The next morning I woke up and walked to Volunteer House to open the place up, as is my job. After a while, other people came. I asked one of them if he knew where the rockets had fallen last night. He told me that one had landed near our building, so I went to look at the site.

This rocket had landed in a little parking lot or square that is surrounded by small shops. As always when a rocket explodes anywhere near windows, the ground seemed to be paved in broken glass. This carpeting of glass shards was much thicker on one side of the square than on the other, because every window on that side was knocked out. Shops on the other sides of the square were missing some windows, and some cars had some nasty-looking holes in their bodies, and also no glass windows.

People were standing around watching; a group of volunteers called Lev Echad were sweeping up glass. Some bystanders loudly cursed the government in general and Ehud Olmert in particular for allowing these attacks to go on year after year - I hear these complaints every time I go to a bombsite.

The owners had opened some of their shops for business. Women stepped over the broken glass to enter them and go shopping. Lying on the floor, just inside a display window, covered with glass, lay a manikin. This model of a woman's body was twisted into an ugly and unnatural position. The clothes it had been displaying were blown off. A number of holes I assume the shrapnel had made were clearly visible the length of the manikin. Had the rocket fallen at this hour instead of at night, that manikin might have been a woman who had just stepped in to buy herself a new skirt.
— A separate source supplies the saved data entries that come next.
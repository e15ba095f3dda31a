//! Structured logging.
//!
//! # Design Decisions
//! - Uses the tracing crate for structured logging
//! - `RUST_LOG` wins over the configured level when set

use tracing_subscriber::{layer::SubscriberExt, util::SubscriberInitExt};

/// Initialize the tracing subscriber with the configured level.
pub fn init_logging(level: &str) {
    tracing_subscriber::registry()
        .with(
            tracing_subscriber::EnvFilter::try_from_default_env().unwrap_or_else(|_| {
                tracing_subscriber::EnvFilter::new(format!("relay_proxy={level},tower_http={level}"))
            }),
        )
        .with(tracing_subscriber::fmt::layer())
        .init();
}
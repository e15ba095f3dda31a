use std::path::PathBuf;

use clap::Parser;
use tokio::net::TcpListener;

use relay_proxy::config::{load_config, RelayConfig};
use relay_proxy::http::HttpServer;
use relay_proxy::observability::{logging, metrics};

#[derive(Parser)]
#[command(name = "relay-proxy")]
#[command(about = "HMAC signing relay proxy", long_about = None)]
struct Cli {
    /// Path to a TOML config file; defaults apply when omitted.
    #[arg(short, long)]
    config: Option<PathBuf>,
}

#[tokio::main]
async fn main() -> Result<(), Box<dyn std::error::Error>> {
    let cli = Cli::parse();

    let config = match cli.config {
        Some(path) => load_config(&path)?,
        None => RelayConfig::default(),
    };

    logging::init_logging(&config.observability.log_level);

    tracing::info!("relay-proxy v{} starting", env!("CARGO_PKG_VERSION"));
    tracing::info!(
        bind_address = %config.listener.bind_address,
        request_timeout_secs = config.timeouts.request_secs,
        "Configuration loaded"
    );

    let listener = TcpListener::bind(&config.listener.bind_address).await?;
    let local_addr = listener.local_addr()?;

    tracing::info!(
        address = %local_addr,
        "Listening for connections"
    );

    if config.observability.metrics_enabled {
        if let Ok(addr) = config.observability.metrics_address.parse() {
            metrics::init_metrics(addr);
        } else {
            tracing::error!(
                metrics_address = %config.observability.metrics_address,
                "Failed to parse metrics address"
            );
        }
    }

    let server = HttpServer::new(config);
    server.run(listener).await?;

    tracing::info!("Shutdown complete");
    Ok(())
}
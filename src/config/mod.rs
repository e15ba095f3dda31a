//! Configuration management subsystem.
//!
//! # Data Flow
//! ```text
//! config file (TOML)
//!     → loader.rs (parse & deserialize)
//!     → validation.rs (semantic checks)
//!     → RelayConfig (validated, immutable)
//!     → shared with the HTTP layer at startup
//! ```
//!
//! # Design Decisions
//! - Config is immutable once loaded; changes require a restart
//! - All fields have defaults to allow minimal configs
//! - Validation separates syntactic (serde) from semantic checks

pub mod loader;
pub mod schema;
pub mod validation;

pub use loader::{load_config, ConfigError};
pub use schema::{ListenerConfig, ObservabilityConfig, RelayConfig, TimeoutConfig};
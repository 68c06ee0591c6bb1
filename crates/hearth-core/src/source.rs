//! Command sources: who invoked a command, at what level, and where replies go.

use std::fmt;
use std::sync::Arc;

use parking_lot::Mutex;

use crate::info::Info;
use crate::permission::{PermissionLevel, PermissionResolver};

/// Identity of an invoker.
#[derive(Debug, Clone, PartialEq, Eq, Hash)]
pub enum SourceKind {
    /// The supervisor's console.
    Console,
    /// A player, by name.
    Player(String),
    /// A plugin, by id.
    Plugin(String),
}

impl fmt::Display for SourceKind {
    fn fmt(&self, f: &mut fmt::Formatter<'_>) -> fmt::Result {
        match self {
            SourceKind::Console => f.write_str("console"),
            SourceKind::Player(name) => write!(f, "player {name}"),
            SourceKind::Plugin(id) => write!(f, "plugin {id}"),
        }
    }
}

/// Delivers replies to the invoker: the console log, or a player's chat.
pub trait ReplySink: Send + Sync {
    fn reply(&self, source: &SourceKind, text: &str);
}

/// One command invocation's invoker.
///
/// The permission level is a snapshot taken at creation. Apart from the
/// reply buffer, which clones share, a source never changes.
#[derive(Clone)]
pub struct CommandSource {
    kind: SourceKind,
    level: PermissionLevel,
    info: Option<Arc<Info>>,
    sink: Option<Arc<dyn ReplySink>>,
    replies: Arc<Mutex<Vec<String>>>,
}

impl CommandSource {
    pub fn new(kind: SourceKind, level: PermissionLevel) -> Self {
        Self {
            kind,
            level,
            info: None,
            sink: None,
            replies: Arc::default(),
        }
    }

    /// Creates a source whose level is looked up now.
    pub fn resolve(kind: SourceKind, resolver: &dyn PermissionResolver) -> Self {
        let level = resolver.level_of(&kind);
        Self::new(kind, level)
    }

    /// Attaches the info this invocation came from.
    pub fn with_info(mut self, info: Arc<Info>) -> Self {
        self.info = Some(info);
        self
    }

    /// Routes replies to `sink` in addition to the buffer.
    pub fn with_sink(mut self, sink: Arc<dyn ReplySink>) -> Self {
        self.sink = Some(sink);
        self
    }

    pub fn kind(&self) -> &SourceKind {
        &self.kind
    }

    pub fn level(&self) -> PermissionLevel {
        self.level
    }

    pub fn has_permission(&self, level: PermissionLevel) -> bool {
        self.level >= level
    }

    pub fn is_console(&self) -> bool {
        matches!(self.kind, SourceKind::Console)
    }

    pub fn is_player(&self) -> bool {
        matches!(self.kind, SourceKind::Player(_))
    }

    pub fn is_plugin(&self) -> bool {
        matches!(self.kind, SourceKind::Plugin(_))
    }

    pub fn player(&self) -> Option<&str> {
        match &self.kind {
            SourceKind::Player(name) => Some(name),
            _ => None,
        }
    }

    /// The info that carried this invocation, if any.
    pub fn info(&self) -> Option<&Arc<Info>> {
        self.info.as_ref()
    }

    /// Sends a reply and appends it to the reply buffer.
    pub fn reply(&self, text: impl Into<String>) {
        let text = text.into();
        if let Some(sink) = &self.sink {
            sink.reply(&self.kind, &text);
        }
        self.replies.lock().push(text);
    }

    /// Replies sent so far, in order.
    pub fn replies(&self) -> Vec<String> {
        self.replies.lock().clone()
    }
}

impl fmt::Debug for CommandSource {
    fn fmt(&self, f: &mut fmt::Formatter<'_>) -> fmt::Result {
        f.debug_struct("CommandSource")
            .field("kind", &self.kind)
            .field("level", &self.level)
            .field("replies", &self.replies.lock().len())
            .finish_non_exhaustive()
    }
}

impl fmt::Display for CommandSource {
    fn fmt(&self, f: &mut fmt::Formatter<'_>) -> fmt::Result {
        fmt::Display::fmt(&self.kind, f)
    }
}
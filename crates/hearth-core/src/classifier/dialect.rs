//! Regex pattern sets for the built-in dialects.
//!
//! Line patterns use named groups: `time`, `thread`, `logger`, `level` and
//! `body`. Chat, lifecycle and presence patterns are matched against the
//! body, never against the raw line.

use std::sync::LazyLock;

use chrono::NaiveTime;
use regex::Regex;

use crate::info::ParsedFields;

pub(super) struct PatternSet {
    line: Regex,
    chat: Option<Regex>,
    pub(super) started: Regex,
    pub(super) stopping: Regex,
    pub(super) joined: Regex,
    pub(super) left: Regex,
}

fn re(pattern: &str) -> Regex {
    Regex::new(pattern).expect("built-in dialect regex")
}

/// Player names are what the game accepts: 3 to 16 word characters.
const CHAT: &str = r"^<(?P<player>[A-Za-z0-9_]{3,16})> (?P<message>.*)$";
const DONE_WITH_HELP: &str = r#"^Done \([0-9.]+s\)! For help, type "help""#;
const STOPPING_SERVER: &str = r"^Stopping (the )?server";
const JOINED_THE_GAME: &str = r"^(?P<name>\w{1,16}) joined the game$";
const LEFT_THE_GAME: &str = r"^(?P<name>\w{1,16}) left the game$";

pub(super) static VANILLA: LazyLock<PatternSet> = LazyLock::new(|| PatternSet {
    line: re(
        r"^\[(?P<time>\d{2}:\d{2}:\d{2})\] \[(?P<thread>.+?)/(?P<level>[A-Z]+)\]: (?P<body>.*)$",
    ),
    chat: Some(re(CHAT)),
    started: re(DONE_WITH_HELP),
    stopping: re(STOPPING_SERVER),
    joined: re(JOINED_THE_GAME),
    left: re(LEFT_THE_GAME),
});

pub(super) static BUKKIT: LazyLock<PatternSet> = LazyLock::new(|| PatternSet {
    line: re(r"^\[(?P<time>\d{2}:\d{2}:\d{2}) (?P<level>[A-Z]+)\]: (?P<body>.*)$"),
    chat: Some(re(CHAT)),
    started: re(DONE_WITH_HELP),
    stopping: re(STOPPING_SERVER),
    joined: re(JOINED_THE_GAME),
    left: re(LEFT_THE_GAME),
});

pub(super) static FORGE: LazyLock<PatternSet> = LazyLock::new(|| PatternSet {
    line: re(concat!(
        r"^\[(?:\d{2}[A-Za-z]{3}\d{4} )?(?P<time>\d{2}:\d{2}:\d{2}(?:\.\d{3})?)\] ",
        r"\[(?P<thread>.+?)/(?P<level>[A-Z]+)\] \[(?P<logger>[^\]]+)\]: (?P<body>.*)$",
    )),
    chat: Some(re(CHAT)),
    started: re(DONE_WITH_HELP),
    stopping: re(STOPPING_SERVER),
    joined: re(JOINED_THE_GAME),
    left: re(LEFT_THE_GAME),
});

pub(super) static BUNGEECORD: LazyLock<PatternSet> = LazyLock::new(|| PatternSet {
    line: re(r"^(?P<time>\d{2}:\d{2}:\d{2}) \[(?P<level>[A-Z]+)\] (?P<body>.*)$"),
    chat: None,
    started: re(r"^Listening on /"),
    stopping: re(r"^Closing listener"),
    joined: re(r"^\[(?P<name>\w{1,16})(?:,/[^\]]*)?\] <-> InitialHandler has connected$"),
    left: re(r"^\[(?P<name>\w{1,16})\] -> UpstreamBridge has disconnected$"),
});

pub(super) static VELOCITY: LazyLock<PatternSet> = LazyLock::new(|| PatternSet {
    line: re(r"^\[(?P<time>\d{2}:\d{2}:\d{2}) (?P<level>[A-Z]+)\]: (?P<body>.*)$"),
    chat: None,
    started: re(r"^Done \([0-9.]+s\)!"),
    stopping: re(r"^Shutting down the proxy"),
    joined: re(r"^\[connected player\] (?P<name>\w{1,16}) \(/[^)]*\) has connected$"),
    left: re(r"^\[connected player\] (?P<name>\w{1,16}) \(/[^)]*\) has disconnected$"),
});

impl PatternSet {
    pub(super) fn classify(&self, raw: &str) -> Option<ParsedFields> {
        let caps = self.line.captures(raw)?;
        let body = caps.name("body").map_or("", |m| m.as_str());
        let level = caps.name("level").map(|m| m.as_str().to_string());

        // Chat is only ever logged at INFO.
        let chat = self
            .chat
            .as_ref()
            .filter(|_| level.as_deref() == Some("INFO"))
            .and_then(|chat| chat.captures(body));
        let (player, content) = match chat {
            Some(c) => (
                c.name("player").map(|m| m.as_str().to_string()),
                c.name("message").map_or("", |m| m.as_str()).to_string(),
            ),
            None => (None, body.to_string()),
        };

        Some(ParsedFields {
            timestamp: caps
                .name("time")
                .and_then(|m| NaiveTime::parse_from_str(m.as_str(), "%H:%M:%S%.f").ok()),
            level,
            logger: caps
                .name("logger")
                .or_else(|| caps.name("thread"))
                .map(|m| m.as_str().to_string()),
            player,
            content: Some(content),
        })
    }
}

pub(super) fn capture_name(pattern: &Regex, content: &str) -> Option<String> {
    pattern
        .captures(content)
        .and_then(|c| c.name("name"))
        .map(|m| m.as_str().to_string())
}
Here is the grotesquenss of it all: life in Sderot is the union of opposites. A rocket has just exploded. What it has damaged is a very ordinary shop. The next morning, men and women do however go shopping, stepping over the shards of glass to enter the stores, walking into the very stores people had damaged with that rocket. The people who did this damage would have preferred to kill the women who carried plastic shopping bags, rather than damage the shops. The rockets the Arabs had fired the previous night might just as easily have gone through the roof of one of those women's homes.

That people carrying shopping still walk into shops that have just been bombed is a sign that the people of Sderot can take it.